═════ Data to process ═════
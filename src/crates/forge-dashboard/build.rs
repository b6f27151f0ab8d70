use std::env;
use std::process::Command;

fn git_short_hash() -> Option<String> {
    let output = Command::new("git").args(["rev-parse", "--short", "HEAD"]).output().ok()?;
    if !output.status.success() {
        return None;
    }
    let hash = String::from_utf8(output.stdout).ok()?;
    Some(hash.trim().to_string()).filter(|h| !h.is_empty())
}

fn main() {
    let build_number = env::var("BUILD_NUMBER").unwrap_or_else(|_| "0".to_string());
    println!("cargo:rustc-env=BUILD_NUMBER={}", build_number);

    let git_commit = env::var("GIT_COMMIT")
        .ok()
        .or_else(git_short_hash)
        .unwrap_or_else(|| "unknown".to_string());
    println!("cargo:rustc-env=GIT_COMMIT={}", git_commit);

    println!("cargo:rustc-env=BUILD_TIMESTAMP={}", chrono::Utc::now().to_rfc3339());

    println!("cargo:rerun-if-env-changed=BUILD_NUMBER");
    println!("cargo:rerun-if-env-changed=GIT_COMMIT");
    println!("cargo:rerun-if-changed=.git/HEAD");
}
═════
═════ Data to process ═════
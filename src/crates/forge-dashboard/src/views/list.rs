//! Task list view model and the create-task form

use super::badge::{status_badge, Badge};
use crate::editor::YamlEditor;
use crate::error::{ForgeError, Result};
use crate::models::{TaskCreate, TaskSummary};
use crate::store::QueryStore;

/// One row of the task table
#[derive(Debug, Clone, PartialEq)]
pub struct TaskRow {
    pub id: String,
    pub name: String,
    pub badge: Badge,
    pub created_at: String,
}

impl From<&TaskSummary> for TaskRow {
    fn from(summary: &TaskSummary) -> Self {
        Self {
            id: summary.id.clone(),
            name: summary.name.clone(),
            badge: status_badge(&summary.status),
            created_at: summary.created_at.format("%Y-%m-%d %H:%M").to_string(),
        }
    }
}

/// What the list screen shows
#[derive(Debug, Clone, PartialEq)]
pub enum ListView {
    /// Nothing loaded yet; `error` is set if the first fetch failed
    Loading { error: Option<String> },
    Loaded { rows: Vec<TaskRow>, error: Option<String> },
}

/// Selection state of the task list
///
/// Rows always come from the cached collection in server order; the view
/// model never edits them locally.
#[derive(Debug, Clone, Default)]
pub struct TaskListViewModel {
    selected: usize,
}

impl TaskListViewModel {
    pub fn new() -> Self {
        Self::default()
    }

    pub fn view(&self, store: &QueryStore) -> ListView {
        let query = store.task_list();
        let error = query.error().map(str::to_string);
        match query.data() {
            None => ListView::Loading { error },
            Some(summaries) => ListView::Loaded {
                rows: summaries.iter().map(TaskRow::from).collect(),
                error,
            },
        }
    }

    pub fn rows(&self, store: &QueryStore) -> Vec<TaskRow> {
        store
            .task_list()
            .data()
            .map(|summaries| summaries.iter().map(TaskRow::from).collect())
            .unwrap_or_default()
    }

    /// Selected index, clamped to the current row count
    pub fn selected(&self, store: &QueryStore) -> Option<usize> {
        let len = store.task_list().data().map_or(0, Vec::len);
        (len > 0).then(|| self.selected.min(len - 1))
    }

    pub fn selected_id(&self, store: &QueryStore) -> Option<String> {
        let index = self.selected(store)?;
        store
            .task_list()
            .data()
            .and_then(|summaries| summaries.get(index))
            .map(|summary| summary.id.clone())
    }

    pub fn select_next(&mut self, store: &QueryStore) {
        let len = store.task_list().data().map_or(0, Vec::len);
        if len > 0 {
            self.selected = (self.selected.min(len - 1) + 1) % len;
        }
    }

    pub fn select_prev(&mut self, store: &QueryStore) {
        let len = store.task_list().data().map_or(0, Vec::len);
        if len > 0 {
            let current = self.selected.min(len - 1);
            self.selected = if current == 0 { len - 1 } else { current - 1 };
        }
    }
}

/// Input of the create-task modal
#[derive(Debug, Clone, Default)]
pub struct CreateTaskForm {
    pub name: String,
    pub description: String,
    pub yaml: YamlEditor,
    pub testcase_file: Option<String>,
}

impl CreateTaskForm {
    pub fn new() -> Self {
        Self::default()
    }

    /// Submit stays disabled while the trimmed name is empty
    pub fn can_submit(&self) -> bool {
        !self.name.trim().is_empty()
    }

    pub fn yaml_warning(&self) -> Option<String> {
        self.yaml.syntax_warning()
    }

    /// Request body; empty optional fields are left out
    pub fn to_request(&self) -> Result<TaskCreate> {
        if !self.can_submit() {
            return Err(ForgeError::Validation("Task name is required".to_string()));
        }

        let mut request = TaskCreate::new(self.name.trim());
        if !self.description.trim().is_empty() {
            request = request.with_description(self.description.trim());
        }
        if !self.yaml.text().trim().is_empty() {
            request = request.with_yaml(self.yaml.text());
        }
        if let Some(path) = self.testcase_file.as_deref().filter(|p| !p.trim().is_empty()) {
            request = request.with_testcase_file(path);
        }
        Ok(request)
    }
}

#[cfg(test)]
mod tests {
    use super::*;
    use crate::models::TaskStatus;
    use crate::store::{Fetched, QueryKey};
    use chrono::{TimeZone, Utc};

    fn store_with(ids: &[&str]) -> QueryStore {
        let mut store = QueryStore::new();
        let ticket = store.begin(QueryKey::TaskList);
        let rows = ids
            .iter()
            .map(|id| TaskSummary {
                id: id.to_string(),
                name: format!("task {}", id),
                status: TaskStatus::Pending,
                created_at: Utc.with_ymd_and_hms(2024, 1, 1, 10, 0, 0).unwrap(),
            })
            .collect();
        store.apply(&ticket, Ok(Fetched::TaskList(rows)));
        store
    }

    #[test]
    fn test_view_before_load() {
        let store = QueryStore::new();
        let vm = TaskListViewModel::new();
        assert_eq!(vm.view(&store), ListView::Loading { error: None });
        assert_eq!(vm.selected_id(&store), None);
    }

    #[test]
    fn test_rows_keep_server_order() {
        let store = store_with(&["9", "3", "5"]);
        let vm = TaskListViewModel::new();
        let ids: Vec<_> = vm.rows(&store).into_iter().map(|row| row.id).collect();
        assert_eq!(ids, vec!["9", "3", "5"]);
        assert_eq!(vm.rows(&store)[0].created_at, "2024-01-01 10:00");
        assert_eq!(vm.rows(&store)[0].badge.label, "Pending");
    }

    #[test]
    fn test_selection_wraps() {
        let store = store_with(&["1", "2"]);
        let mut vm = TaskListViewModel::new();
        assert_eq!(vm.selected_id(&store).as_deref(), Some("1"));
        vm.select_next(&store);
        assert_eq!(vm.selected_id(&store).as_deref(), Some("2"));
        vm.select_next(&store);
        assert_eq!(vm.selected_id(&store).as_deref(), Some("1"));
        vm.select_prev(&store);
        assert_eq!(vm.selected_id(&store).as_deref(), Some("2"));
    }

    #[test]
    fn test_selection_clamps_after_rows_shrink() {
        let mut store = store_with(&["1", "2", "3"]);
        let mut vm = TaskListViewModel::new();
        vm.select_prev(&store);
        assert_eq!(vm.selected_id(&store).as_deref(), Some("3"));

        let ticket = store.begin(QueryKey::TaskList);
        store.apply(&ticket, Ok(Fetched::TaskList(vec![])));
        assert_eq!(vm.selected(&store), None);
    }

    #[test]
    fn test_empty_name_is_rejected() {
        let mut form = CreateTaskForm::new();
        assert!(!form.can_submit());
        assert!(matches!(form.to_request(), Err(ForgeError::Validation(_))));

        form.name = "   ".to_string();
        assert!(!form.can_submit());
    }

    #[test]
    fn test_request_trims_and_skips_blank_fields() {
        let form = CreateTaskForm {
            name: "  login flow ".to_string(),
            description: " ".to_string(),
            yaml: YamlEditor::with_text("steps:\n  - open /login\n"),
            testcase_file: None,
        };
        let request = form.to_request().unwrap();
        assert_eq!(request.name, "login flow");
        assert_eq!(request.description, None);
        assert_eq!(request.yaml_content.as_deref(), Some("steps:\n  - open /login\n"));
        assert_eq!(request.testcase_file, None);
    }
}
═════
═════ Data to process ═════
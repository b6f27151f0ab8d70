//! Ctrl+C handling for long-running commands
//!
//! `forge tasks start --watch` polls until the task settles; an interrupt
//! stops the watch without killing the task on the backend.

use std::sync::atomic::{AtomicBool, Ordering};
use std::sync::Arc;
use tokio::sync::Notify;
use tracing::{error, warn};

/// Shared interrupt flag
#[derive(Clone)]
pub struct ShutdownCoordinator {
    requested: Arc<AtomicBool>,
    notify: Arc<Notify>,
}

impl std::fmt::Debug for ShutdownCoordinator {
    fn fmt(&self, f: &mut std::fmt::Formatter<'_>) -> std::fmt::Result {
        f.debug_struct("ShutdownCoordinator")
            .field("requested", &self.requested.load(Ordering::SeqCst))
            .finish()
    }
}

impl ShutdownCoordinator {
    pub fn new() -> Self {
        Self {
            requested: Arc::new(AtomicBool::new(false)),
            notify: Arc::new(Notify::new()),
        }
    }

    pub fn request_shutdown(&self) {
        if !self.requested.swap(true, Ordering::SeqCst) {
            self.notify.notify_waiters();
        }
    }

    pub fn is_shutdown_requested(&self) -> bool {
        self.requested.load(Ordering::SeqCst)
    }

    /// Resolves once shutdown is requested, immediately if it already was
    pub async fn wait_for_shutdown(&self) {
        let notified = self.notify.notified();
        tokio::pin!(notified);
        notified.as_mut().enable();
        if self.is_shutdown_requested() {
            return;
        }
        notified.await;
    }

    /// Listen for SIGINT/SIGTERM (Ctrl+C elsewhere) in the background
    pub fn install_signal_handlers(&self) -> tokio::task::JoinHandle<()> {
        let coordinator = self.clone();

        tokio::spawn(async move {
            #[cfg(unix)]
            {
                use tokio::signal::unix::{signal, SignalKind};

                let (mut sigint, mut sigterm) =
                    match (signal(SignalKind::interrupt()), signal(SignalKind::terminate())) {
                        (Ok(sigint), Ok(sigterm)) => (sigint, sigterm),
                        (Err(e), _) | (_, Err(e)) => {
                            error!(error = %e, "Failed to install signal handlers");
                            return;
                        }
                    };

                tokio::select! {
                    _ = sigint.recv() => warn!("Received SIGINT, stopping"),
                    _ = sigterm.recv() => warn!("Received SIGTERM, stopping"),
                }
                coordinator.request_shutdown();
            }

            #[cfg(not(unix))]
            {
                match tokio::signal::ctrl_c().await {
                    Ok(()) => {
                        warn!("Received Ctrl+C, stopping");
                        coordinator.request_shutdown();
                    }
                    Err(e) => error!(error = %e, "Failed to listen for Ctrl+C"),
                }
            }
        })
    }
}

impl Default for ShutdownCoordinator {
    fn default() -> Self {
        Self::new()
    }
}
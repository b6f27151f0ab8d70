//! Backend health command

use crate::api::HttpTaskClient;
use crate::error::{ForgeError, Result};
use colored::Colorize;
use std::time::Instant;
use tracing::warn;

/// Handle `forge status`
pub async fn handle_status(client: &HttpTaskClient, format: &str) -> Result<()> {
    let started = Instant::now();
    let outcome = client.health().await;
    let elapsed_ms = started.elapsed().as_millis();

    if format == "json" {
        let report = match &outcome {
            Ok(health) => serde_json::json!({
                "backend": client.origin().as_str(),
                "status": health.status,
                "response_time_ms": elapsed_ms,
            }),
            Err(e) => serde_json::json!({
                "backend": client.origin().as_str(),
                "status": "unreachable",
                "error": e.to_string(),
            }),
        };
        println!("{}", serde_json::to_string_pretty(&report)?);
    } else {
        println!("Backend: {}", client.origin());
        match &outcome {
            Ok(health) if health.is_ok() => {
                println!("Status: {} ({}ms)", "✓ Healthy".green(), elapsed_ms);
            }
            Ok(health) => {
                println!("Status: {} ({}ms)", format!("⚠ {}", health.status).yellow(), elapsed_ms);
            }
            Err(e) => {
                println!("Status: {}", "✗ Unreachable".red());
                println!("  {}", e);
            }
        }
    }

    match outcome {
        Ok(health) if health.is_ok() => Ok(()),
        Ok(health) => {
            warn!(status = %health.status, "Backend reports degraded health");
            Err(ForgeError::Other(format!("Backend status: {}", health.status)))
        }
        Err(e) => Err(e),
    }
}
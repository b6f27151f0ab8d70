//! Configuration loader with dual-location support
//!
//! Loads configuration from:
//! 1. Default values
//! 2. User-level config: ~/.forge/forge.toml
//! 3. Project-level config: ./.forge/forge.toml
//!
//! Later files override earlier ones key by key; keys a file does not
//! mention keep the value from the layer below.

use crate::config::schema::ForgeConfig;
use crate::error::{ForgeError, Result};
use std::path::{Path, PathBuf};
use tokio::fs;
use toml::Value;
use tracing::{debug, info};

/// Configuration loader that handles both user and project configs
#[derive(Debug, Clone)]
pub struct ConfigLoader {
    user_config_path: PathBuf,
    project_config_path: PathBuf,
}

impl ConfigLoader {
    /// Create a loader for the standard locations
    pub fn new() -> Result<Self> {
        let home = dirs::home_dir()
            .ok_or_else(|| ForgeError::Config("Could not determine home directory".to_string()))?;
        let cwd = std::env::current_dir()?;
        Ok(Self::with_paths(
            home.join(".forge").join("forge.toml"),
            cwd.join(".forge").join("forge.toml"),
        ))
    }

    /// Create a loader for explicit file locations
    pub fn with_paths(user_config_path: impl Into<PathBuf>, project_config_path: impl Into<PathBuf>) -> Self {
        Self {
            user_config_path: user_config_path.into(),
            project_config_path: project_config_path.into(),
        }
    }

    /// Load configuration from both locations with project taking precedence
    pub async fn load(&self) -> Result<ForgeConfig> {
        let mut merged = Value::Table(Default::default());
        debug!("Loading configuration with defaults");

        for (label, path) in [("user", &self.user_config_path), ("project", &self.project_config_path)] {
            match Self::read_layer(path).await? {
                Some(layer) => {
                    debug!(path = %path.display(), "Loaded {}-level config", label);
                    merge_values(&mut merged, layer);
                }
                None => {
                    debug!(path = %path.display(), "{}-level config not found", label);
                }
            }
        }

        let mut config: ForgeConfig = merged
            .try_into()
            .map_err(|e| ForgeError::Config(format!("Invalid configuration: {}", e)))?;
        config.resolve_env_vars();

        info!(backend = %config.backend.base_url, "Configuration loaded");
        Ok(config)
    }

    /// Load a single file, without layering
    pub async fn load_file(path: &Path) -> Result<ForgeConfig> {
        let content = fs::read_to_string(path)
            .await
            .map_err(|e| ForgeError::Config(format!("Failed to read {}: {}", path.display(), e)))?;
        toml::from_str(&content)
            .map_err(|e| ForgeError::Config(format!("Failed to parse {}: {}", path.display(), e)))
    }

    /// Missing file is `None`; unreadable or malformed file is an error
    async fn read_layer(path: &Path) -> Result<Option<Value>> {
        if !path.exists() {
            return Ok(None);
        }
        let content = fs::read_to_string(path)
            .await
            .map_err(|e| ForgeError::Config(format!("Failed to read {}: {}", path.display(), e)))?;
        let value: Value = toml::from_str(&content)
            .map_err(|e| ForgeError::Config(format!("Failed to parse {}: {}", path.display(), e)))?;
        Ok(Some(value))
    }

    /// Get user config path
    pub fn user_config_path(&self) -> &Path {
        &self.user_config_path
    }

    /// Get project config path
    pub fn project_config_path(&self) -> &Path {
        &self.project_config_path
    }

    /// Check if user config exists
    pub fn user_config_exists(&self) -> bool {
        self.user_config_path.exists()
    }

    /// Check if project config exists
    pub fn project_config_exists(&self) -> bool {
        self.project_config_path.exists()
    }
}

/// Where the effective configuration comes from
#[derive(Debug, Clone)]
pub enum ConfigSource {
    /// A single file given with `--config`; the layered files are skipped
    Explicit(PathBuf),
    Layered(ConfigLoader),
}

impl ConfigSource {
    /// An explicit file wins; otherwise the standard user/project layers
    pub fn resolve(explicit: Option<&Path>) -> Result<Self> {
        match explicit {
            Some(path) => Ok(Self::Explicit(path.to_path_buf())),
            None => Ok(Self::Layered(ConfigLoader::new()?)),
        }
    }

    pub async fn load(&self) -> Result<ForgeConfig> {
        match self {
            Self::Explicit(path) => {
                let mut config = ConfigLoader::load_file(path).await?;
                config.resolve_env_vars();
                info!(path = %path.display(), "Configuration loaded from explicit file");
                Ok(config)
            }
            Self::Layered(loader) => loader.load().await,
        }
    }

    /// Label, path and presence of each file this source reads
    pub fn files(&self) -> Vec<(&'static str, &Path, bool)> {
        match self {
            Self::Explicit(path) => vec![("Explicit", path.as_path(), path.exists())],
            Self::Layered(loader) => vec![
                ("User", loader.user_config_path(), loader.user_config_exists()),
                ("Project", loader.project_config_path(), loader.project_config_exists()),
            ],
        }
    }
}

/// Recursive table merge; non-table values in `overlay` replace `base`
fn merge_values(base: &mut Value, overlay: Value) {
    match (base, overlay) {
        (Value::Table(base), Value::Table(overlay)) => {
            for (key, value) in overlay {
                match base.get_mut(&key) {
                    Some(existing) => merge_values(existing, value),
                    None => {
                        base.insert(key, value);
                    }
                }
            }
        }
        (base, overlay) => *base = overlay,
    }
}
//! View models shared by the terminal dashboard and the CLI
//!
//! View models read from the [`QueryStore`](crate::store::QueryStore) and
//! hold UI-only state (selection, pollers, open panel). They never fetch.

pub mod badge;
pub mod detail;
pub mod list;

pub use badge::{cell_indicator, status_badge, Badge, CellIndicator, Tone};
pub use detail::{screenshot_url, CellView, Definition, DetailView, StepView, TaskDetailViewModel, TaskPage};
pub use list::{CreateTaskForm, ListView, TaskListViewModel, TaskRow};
═════
**Problem to work on:**
Report each line of the records that holds the word "AtomicBool".

**Written reply:**
use std::sync::atomic::{AtomicBool, Ordering};
    requested: Arc<AtomicBool>,
            requested: Arc::new(AtomicBool::new(false)),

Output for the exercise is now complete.